Conselho de Estabilidade Financeira cita desequilíbrio entre valorização de ativos e incertezas econômicas e defende cooperação global para evitar nova crise
O Conselho de Estabilidade Financeira (FSB), órgão responsável por monitorar riscos sistêmicos no âmbito do G20, emitiu um alerta nesta segunda-feira (13) sobre o risco crescente de um colapso nos mercados financeiros globais.

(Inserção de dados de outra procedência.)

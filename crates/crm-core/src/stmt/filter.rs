use super::Value;

/// Restricts a statement to the rows whose column equals a value.
#[derive(Debug, Clone, PartialEq)]
pub struct Filter {
    /// Index of the column within its table
    pub column: usize,

    pub value: Value,
}

impl Filter {
    pub fn eq(column: usize, value: impl Into<Value>) -> Self {
        Self {
            column,
            value: value.into(),
        }
    }
}

#[derive(Debug, Clone, PartialEq)]
pub struct OrderBy {
    /// Index of the column within its table
    pub column: usize,

    pub direction: Direction,
}

impl OrderBy {
    pub fn asc(column: usize) -> Self {
        Self {
            column,
            direction: Direction::Asc,
        }
    }

    pub fn desc(column: usize) -> Self {
        Self {
            column,
            direction: Direction::Desc,
        }
    }
}

#[derive(Debug, Clone, Copy, PartialEq, Eq)]
pub enum Direction {
    Asc,
    Desc,
}
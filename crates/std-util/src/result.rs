#[macro_export]
macro_rules! assert_err {
    ($e:expr $(, $($t:tt)* )?) => {
        match $e {
            Err(e) => e,
            actual => {
                use std::fmt::Write;
                let mut msg = format!("expected `Err`; actual={:?}", actual);

                $(
                    write!(msg, ", ").unwrap();
                    write!(msg, $($t)*).unwrap();
                )?

                panic!("{}", msg);
            }
        }
    };
}

#[macro_export]
macro_rules! assert_ok {
    ($e:expr) => {
        match $e {
            Ok(v) => v,
            Err(e) => panic!("expected `Ok`; actual=Err({e})"),
        }
    };
}

/// Asserts that an expression fails with an error for which the given
/// predicate holds, e.g. `assert_classified!(res, is_duplicate)`.
///
/// Evaluates to the error.
#[macro_export]
macro_rules! assert_classified {
    ($e:expr, $predicate:ident) => {{
        let err = $crate::assert_err!($e);
        assert!(
            err.$predicate(),
            "expected error to satisfy `{}`; actual={}",
            stringify!($predicate),
            err
        );
        err
    }};
}
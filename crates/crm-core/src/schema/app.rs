mod column_name;
pub use column_name::ColumnName;

mod column_type;
pub use column_type::ColumnType;
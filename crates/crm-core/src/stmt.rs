mod filter;
pub use filter::{Direction, Filter, OrderBy};

mod value;
pub use value::Value;

mod value_record;
pub use value_record::ValueRecord;
use crate::{
    schema::db::{DefaultValue, Type},
    Error, Result,
};

use std::{fmt, str::FromStr};

/// The logical type an operator picks for a custom column.
///
/// The string form is what `column_metadata.column_type` stores.
#[derive(Debug, Clone, Copy, PartialEq, Eq, Hash)]
pub enum ColumnType {
    String,
    Integer,
    Date,
    Timestamp,
    Boolean,
    /// Single selection from a fixed list of options
    Dropdown,
}

impl ColumnType {
    pub const ALL: [ColumnType; 6] = [
        ColumnType::String,
        ColumnType::Integer,
        ColumnType::Date,
        ColumnType::Timestamp,
        ColumnType::Boolean,
        ColumnType::Dropdown,
    ];

    pub fn as_str(self) -> &'static str {
        match self {
            ColumnType::String => "string",
            ColumnType::Integer => "integer",
            ColumnType::Date => "date",
            ColumnType::Timestamp => "timestamp",
            ColumnType::Boolean => "boolean",
            ColumnType::Dropdown => "dropdown",
        }
    }

    /// Human readable label
    pub fn label(self) -> &'static str {
        match self {
            ColumnType::String => "Text",
            ColumnType::Integer => "Number",
            ColumnType::Date => "Date",
            ColumnType::Timestamp => "Date & Time",
            ColumnType::Boolean => "Yes/No",
            ColumnType::Dropdown => "Dropdown",
        }
    }

    /// Storage type the live column is created with.
    pub fn storage_ty(self) -> Type {
        match self {
            ColumnType::String | ColumnType::Dropdown => Type::Text,
            ColumnType::Integer => Type::Integer,
            ColumnType::Date => Type::Date,
            ColumnType::Timestamp => Type::Timestamptz,
            ColumnType::Boolean => Type::Boolean,
        }
    }

    /// Default the live column is created with, so existing rows get a value.
    pub fn default_value(self) -> DefaultValue {
        match self {
            ColumnType::String | ColumnType::Dropdown => DefaultValue::EmptyString,
            ColumnType::Integer => DefaultValue::Zero,
            ColumnType::Date | ColumnType::Timestamp => DefaultValue::Now,
            ColumnType::Boolean => DefaultValue::False,
        }
    }

    pub fn is_dropdown(self) -> bool {
        matches!(self, ColumnType::Dropdown)
    }
}

impl FromStr for ColumnType {
    type Err = Error;

    fn from_str(s: &str) -> Result<Self> {
        ColumnType::ALL
            .into_iter()
            .find(|ty| ty.as_str() == s)
            .ok_or_else(|| {
                Error::validation_invalid("column type", format!("unknown column type `{s}`"))
            })
    }
}

impl fmt::Display for ColumnType {
    fn fmt(&self, f: &mut fmt::Formatter<'_>) -> fmt::Result {
        f.write_str(self.as_str())
    }
}
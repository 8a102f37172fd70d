use super::Error;

/// What was left behind when a compensating action could not be applied.
#[derive(Debug, Clone, PartialEq, Eq)]
pub enum Residue {
    /// A live column exists without a descriptor.
    OrphanColumn { column: String },

    /// A live column kept its new name while the descriptor kept the old one.
    RenamedColumn { live: String, described: String },
}

/// Error when a compensating action failed and the live table no longer
/// matches the metadata.
///
/// The original metadata error is attached as the cause. The inconsistency is
/// reported, never repaired automatically.
#[derive(Debug)]
pub(super) struct UnrepairedInconsistency {
    residue: Residue,
}

impl std::error::Error for UnrepairedInconsistency {}

impl core::fmt::Display for UnrepairedInconsistency {
    fn fmt(&self, f: &mut core::fmt::Formatter) -> core::fmt::Result {
        f.write_str("unrepaired inconsistency: ")?;
        match &self.residue {
            Residue::OrphanColumn { column } => {
                write!(f, "live column `{column}` has no metadata")
            }
            Residue::RenamedColumn { live, described } => write!(
                f,
                "live column `{live}` is described as `{described}`"
            ),
        }
    }
}

impl Error {
    pub fn unrepaired_inconsistency(residue: Residue) -> Error {
        Error::from(super::ErrorKind::UnrepairedInconsistency(
            UnrepairedInconsistency { residue },
        ))
    }

    pub fn is_unrepaired_inconsistency(&self) -> bool {
        matches!(self.kind(), super::ErrorKind::UnrepairedInconsistency(_))
    }

    /// Returns the residue left behind, if this is an unrepaired inconsistency.
    pub fn residue(&self) -> Option<&Residue> {
        match self.kind() {
            super::ErrorKind::UnrepairedInconsistency(err) => Some(&err.residue),
            _ => None,
        }
    }
}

O comunicado ocorre após a forte valorização recente de ações e outros ativos em meio a um cenário de tensões geopolíticas e incertezas econômicas persistentes.
Em carta enviada aos ministros de Finanças e presidentes de bancos centrais do G20, o presidente do FSB, Andrew Bailey, destacou que os preços atuais podem estar “desalinhados” da realidade econômica. “Embora a maioria das jurisdições tenha registrado uma recuperação nos mercados financeiros nos últimos meses, as avaliações atuais podem estar em desacordo com o cenário econômico e geopolítico incerto, deixando os mercados vulneráveis a um ajuste desordenado”, afirmou Bailey no documento, datado de 8 de outubro.

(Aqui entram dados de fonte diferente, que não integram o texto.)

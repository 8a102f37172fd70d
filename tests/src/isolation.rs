use std::sync::atomic::{AtomicU32, Ordering};

/// Generates unique schema names for test isolation.
///
/// Each test gets a schema named `test_{process_id}_{test_counter}`, so tests
/// running in parallel (within or across processes) never see each other's
/// tables.
#[derive(Clone)]
#[allow(dead_code)] // Only used when the postgresql feature is enabled
pub struct TestIsolation {
    process_id: u32,
    test_counter: u32,
}

// Global counter shared across all tests in this process
#[allow(dead_code)]
static TEST_COUNTER: AtomicU32 = AtomicU32::new(0);

#[allow(dead_code)]
impl TestIsolation {
    /// Create a new test isolation instance with a unique counter.
    pub fn new() -> Self {
        Self {
            process_id: std::process::id(),
            test_counter: TEST_COUNTER.fetch_add(1, Ordering::Relaxed),
        }
    }

    pub fn schema_name(&self) -> String {
        format!("test_{}_{}", self.process_id, self.test_counter)
    }
}

#[cfg(test)]
mod tests {
    use super::*;

    #[test]
    fn schema_names_are_unique() {
        let a = TestIsolation::new().schema_name();
        let b = TestIsolation::new().schema_name();

        assert_ne!(a, b);
        assert!(a.starts_with("test_"));
    }

    #[test]
    fn schema_name_format() {
        let name = TestIsolation::new().schema_name();

        let parts: Vec<&str> = name.split('_').collect();
        assert_eq!(parts.len(), 3);
        assert_eq!(parts[0], "test");
        assert!(parts[1].parse::<u32>().is_ok());
        assert!(parts[2].parse::<u32>().is_ok());
    }
}
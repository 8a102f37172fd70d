use super::{ColumnDef, Name, Statement};

/// A statement to add a column to a table.
#[derive(Debug, Clone)]
pub struct AddColumn {
    /// Name of the table to add the column to.
    pub table: Name,

    /// Column definition.
    pub column: ColumnDef,

    /// Whether or not to add an `IF NOT EXISTS` clause.
    pub if_not_exists: bool,
}

impl From<AddColumn> for Statement {
    fn from(value: AddColumn) -> Self {
        Self::AddColumn(value)
    }
}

O alerta chega na véspera das reuniões do G20 em Washington, que devem discutir estabilidade financeira, endividamento público e os impactos da guerra comercial entre Estados Unidos e China.
Tensões e vulnerabilidades crescentes
A preocupação do FSB se intensificou após o presidente norte-americano, Donald Trump, ameaçar impor “tarifas massivas” à China em retaliação às restrições chinesas sobre exportações de terras raras, minerais essenciais para a indústria tecnológica. O anúncio provocou a maior queda em Wall Street em quase seis meses.
Bailey também destacou o aumento contínuo da dívida soberana global e alertou que as vulnerabilidades estruturais do sistema financeiro “permanecem elevadas”. Para ele, a cooperação multilateral é essencial para conter riscos e preservar o crescimento econômico. “A necessidade de padrões globais e cooperação internacional continua sendo abundantemente clara”, reforçou.
Novo foco do FSB
O Conselho deve redirecionar seu foco, deixando de priorizar a formulação de novas políticas para concentrar esforços na implementação das reformas financeiras globais já acordadas, mas ainda não plenamente executadas desde a crise de 2008.
“A eficácia dessas medidas depende de sua implementação oportuna, consistente e abrangente em todas as jurisdições”, concluiu Bailey.
O FSB é composto por representantes de bancos centrais, ministérios das finanças e órgãos reguladores dos países do G20 e tem o papel de promover a estabilidade financeira global, coordenando respostas conjuntas a riscos sistêmicos.